Under the direction of Bradford J. Rodriguez, SLL was one of the first libertarian organizations to set up its own computerized bulletin board and electronic mailbox by 1983.

SLL's advisory board included many prominent libertarians: Prof. Murray Rothbard, Robert LeFevre, Prof. John Hospers, Robert Anton Wilson, Prof. Thomas Hazlett, Prof. Leonard Liggio, Karl Hess, Harry Hoiles, Prof. David Bergland, Prof. Tibor Machan, Dana Rohrabacher, Prof. Charles W. Baird, Eric Garris, George H. Smith, Tonie Nathan, Shawn Steel, Ed Clark, Prof. Jack High, John Pugsley, etc.

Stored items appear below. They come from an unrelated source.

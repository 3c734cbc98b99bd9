//! Registers, values, and binding patterns.
use std::{collections::BTreeSet, fmt};

use smol_str::SmolStr;

/// An LR state equivalence class.
#[derive(Clone, Copy, PartialEq, Eq, PartialOrd, Ord, Hash)]
pub struct Tag(pub u32);
cranelift_entity::entity_impl!(Tag, "s");

/// A terminal symbol of the grammar.
#[derive(Clone, Copy, PartialEq, Eq, PartialOrd, Ord, Hash)]
pub struct Terminal(pub u32);
cranelift_entity::entity_impl!(Terminal, "t");

/// A start nonterminal of the grammar.
#[derive(Clone, Copy, PartialEq, Eq, PartialOrd, Ord, Hash)]
pub struct Nonterminal(pub u32);
cranelift_entity::entity_impl!(Nonterminal, "nt");

/// An opaque reference to a host-language semantic action.
#[derive(Clone, Copy, PartialEq, Eq, PartialOrd, Ord, Hash)]
pub struct ActionId(pub u32);
cranelift_entity::entity_impl!(ActionId, "act");

/// A named local storage cell.
///
/// Registers arrive from upstream as symbolic names and are printed back
/// verbatim, so they are interned strings rather than dense indices.
#[derive(Debug, Clone, PartialEq, Eq, PartialOrd, Ord, Hash)]
pub struct Register(SmolStr);

impl Register {
    pub fn new(name: impl Into<SmolStr>) -> Self {
        Self(name.into())
    }

    pub fn as_str(&self) -> &str {
        &self.0
    }
}

impl From<&str> for Register {
    fn from(name: &str) -> Self {
        Self::new(name)
    }
}

impl fmt::Display for Register {
    fn fmt(&self, f: &mut fmt::Formatter<'_>) -> fmt::Result {
        write!(f, "{}", self.0)
    }
}

/// A symbolic handle naming a block in the control flow graph.
#[derive(Debug, Clone, PartialEq, Eq, PartialOrd, Ord, Hash)]
pub struct Label(SmolStr);

impl Label {
    pub fn new(name: impl Into<SmolStr>) -> Self {
        Self(name.into())
    }

    pub fn as_str(&self) -> &str {
        &self.0
    }
}

impl From<&str> for Label {
    fn from(name: &str) -> Self {
        Self::new(name)
    }
}

impl fmt::Display for Label {
    fn fmt(&self, f: &mut fmt::Formatter<'_>) -> fmt::Result {
        write!(f, "{}", self.0)
    }
}

pub type RegisterSet = BTreeSet<Register>;

/// A runtime value expression.
#[derive(Debug, Clone, PartialEq, Eq)]
pub enum Value {
    /// A known state tag.
    Tag(Tag),
    /// The current contents of a register.
    Reg(Register),
    /// A finite sequence of values.
    Tuple(Vec<Value>),
    /// The zero-information value.
    Unit,
}

impl Value {
    /// The set of registers this value reads.
    pub fn registers(&self) -> RegisterSet {
        let mut out = RegisterSet::new();
        self.collect_registers(&mut out);
        out
    }

    pub fn collect_registers(&self, out: &mut RegisterSet) {
        match self {
            Value::Tag(_) | Value::Unit => {}
            Value::Reg(r) => {
                out.insert(r.clone());
            }
            Value::Tuple(vs) => {
                for v in vs {
                    v.collect_registers(out);
                }
            }
        }
    }

    pub fn reads(&self, r: &Register) -> bool {
        match self {
            Value::Tag(_) | Value::Unit => false,
            Value::Reg(r2) => r == r2,
            Value::Tuple(vs) => vs.iter().any(|v| v.reads(r)),
        }
    }
}

impl fmt::Display for Value {
    fn fmt(&self, f: &mut fmt::Formatter<'_>) -> fmt::Result {
        match self {
            Value::Tag(t) => write!(f, "{t}"),
            Value::Reg(r) => write!(f, "{r}"),
            Value::Tuple(vs) => {
                write!(f, "(")?;
                for (i, v) in vs.iter().enumerate() {
                    if i != 0 {
                        write!(f, ", ")?;
                    }
                    write!(f, "{v}")?;
                }
                write!(f, ")")
            }
            Value::Unit => write!(f, "()"),
        }
    }
}

/// The left-hand side of a binding.
///
/// A pattern is linear: no register appears twice. [`Pattern::tuple`]
/// asserts this on construction.
#[derive(Debug, Clone, PartialEq, Eq)]
pub enum Pattern {
    /// Matches any value, binds nothing.
    Wildcard,
    /// Binds the register to the matched value.
    Reg(Register),
    /// Structurally matches a tuple of the same arity.
    Tuple(Vec<Pattern>),
}

impl Pattern {
    /// Builds a tuple pattern, asserting linearity.
    pub fn tuple(pats: Vec<Pattern>) -> Pattern {
        let pat = Pattern::Tuple(pats);
        if let Some(r) = pat.duplicate_register() {
            panic!("register {r} bound twice in one pattern");
        }
        pat
    }

    /// The set of registers this pattern binds.
    pub fn registers(&self) -> RegisterSet {
        let mut out = RegisterSet::new();
        self.collect_registers(&mut out);
        out
    }

    fn collect_registers(&self, out: &mut RegisterSet) {
        match self {
            Pattern::Wildcard => {}
            Pattern::Reg(r) => {
                out.insert(r.clone());
            }
            Pattern::Tuple(ps) => {
                for p in ps {
                    p.collect_registers(out);
                }
            }
        }
    }

    /// The first register bound more than once, if any.
    pub fn duplicate_register(&self) -> Option<Register> {
        fn walk(p: &Pattern, seen: &mut RegisterSet) -> Option<Register> {
            match p {
                Pattern::Wildcard => None,
                Pattern::Reg(r) => (!seen.insert(r.clone())).then(|| r.clone()),
                Pattern::Tuple(ps) => ps.iter().find_map(|p| walk(p, seen)),
            }
        }
        walk(self, &mut RegisterSet::new())
    }

    pub fn binds(&self, r: &Register) -> bool {
        match self {
            Pattern::Wildcard => false,
            Pattern::Reg(r2) => r == r2,
            Pattern::Tuple(ps) => ps.iter().any(|p| p.binds(r)),
        }
    }
}

impl fmt::Display for Pattern {
    fn fmt(&self, f: &mut fmt::Formatter<'_>) -> fmt::Result {
        match self {
            Pattern::Wildcard => write!(f, "_"),
            Pattern::Reg(r) => write!(f, "{r}"),
            Pattern::Tuple(ps) => {
                write!(f, "(")?;
                for (i, p) in ps.iter().enumerate() {
                    if i != 0 {
                        write!(f, ", ")?;
                    }
                    write!(f, "{p}")?;
                }
                write!(f, ")")
            }
        }
    }
}

/// The registers that `v` reads among those bound by `p`.
///
/// A non-empty result at a write site means the write would clobber a
/// register some delayed value still depends on.
pub fn intersection(p: &Pattern, v: &Value) -> RegisterSet {
    let bound = p.registers();
    let read = v.registers();
    bound.intersection(&read).cloned().collect()
}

Major SLL leaders included: Howard Hinman, Rod Boyer, Bradford J. Rodriguez, Kevin Kordes, Daniel d'Avignon, Kenneth R. Gregg. Jr., Jim Gallagher, Barry Turnbull, Paul O'Neil, David Moore, Pat Walsh, Danny Twedt, Pam Maltzman, Neal Glass, Alan Heath, Ted Barnes, Judi Barnes, Karen Poe, Ted Rogers, Bob Blair, Ray Irvine and Jeff Smith.

By the late 1980s, SLL began to fade away as many of their long-time leaders moved to other areas.